Los tres ejércitos, con un pequeño
contingente de franceses, cuya presencia era casi testimonial, se pusieron en
marcha aunque la desproporción numérica entre cristianos y musulmanes era muy
grande: 100.000 de los primeros por 400.000 de los segundos.
EI20 de junio de 1212, las tropas
aliadas, al mando de Alfonso VIII, dejaron Toledo y se dirigieron al encuentro
de las tropas almohades al mando de Mohammed I, el famoso "Miramolín"
de los cristianos. Aunque la aventura comenzó bien, porque conquistaron en
apenas cuatro días el castillo de Malagón y se apoderaron de Calatrava, los
almohades estaban confiados en sus fuerzas muy superiores.
Alfonso VIII tuvo noticias de que
el ejército musulmán se encontraba en las Navas de Tolosa, Jaén, y allí se
encaminó el contingente cristiano que, además de contar con los ejércitos
reales, se hallaba reforzado con las tropas de los obispos de Toledo, Palencia,
Sigüenza, Osma, Ávila y Tarazona; los caballeros de las órdenes de caballería: el
Temple, Calatrava y Santiago, así como el señor de Vizcaya y los condes del
Rosellón, Ampurias, Barcelona y de Lara.

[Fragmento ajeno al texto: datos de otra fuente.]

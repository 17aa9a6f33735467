//! Default edge-type names and attribute keys.

/// Default name of the directed (causal) edge type.
pub const DEFAULT_DIRECTED_NAME: &str = "directed";

/// Default name of the bidirected (latent confounder) edge type.
pub const DEFAULT_BIDIRECTED_NAME: &str = "bidirected";

/// Default name of the undirected (selection bias) edge type.
pub const DEFAULT_UNDIRECTED_NAME: &str = "undirected";

/// Graph attribute recording the source graph's type on conversion.
pub const GRAPH_TYPE_KEY: &str = "graph_type";

/// Graph attribute holding a graph's name on conversion.
pub const GRAPH_NAME_KEY: &str = "name";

Numerosos concejos y otros nobles contribuían
también con aquellos voluntarios y tropas propias que habían querido participar
en la batalla que se avecinaba.
La vanguardia de Alfonso se topó
con un obstáculo casi insalvable: el desfiladero de Losa, donde fue recibida con una lluvia de flechas musulmanas. Ante aquel problema se
celebró unconsejo en el que unos eran partidarios de la retirada, esperando un lugar más
propicio para luchar y otros estaban decididos a mantenerse firmes en el intento. Mientras se
especulaba sobre qué hacer y cómo hacerlo, llegó un pastorcillo al campamento cristiano
con un mensaje para el rey castellano. Este pastor, Martín Halaja, conocía un camino por el que
podían avanzar sin ser detectados por el ejército enemigo y que los situaría sobre la cumbre
del desfiladero. Se mandaron exploradores para comprobar la veracidad de la información, que era
cierta y, al día siguiente, la tropas cristianas coronaban la planicie donde se situaba n los
musulmanes. Años después los cristianos convirtieron al zagal en San Isidro Labrador que les
había socorrido en este trance, pero lo más seguro es que fuera un pastor sin más.
La sorpresa de Mohamed I fue notable,
pero decidió dar la batalla, a lo que se negaron los cristianos, que estaban derrengados por el esfuerzo de avanzar, durante
toda la noche, por el sendero milagroso. Además, el día siguiente era domingo y por lo tanto no
podían combatir en el día sagrado.
El lunes 16 de julio se produjo el primer
choque entre ambos ejércitos. La lucha fue durísima y los almohades rompieron las
filas cristianas y casi alcanzaron el campamento de éstos.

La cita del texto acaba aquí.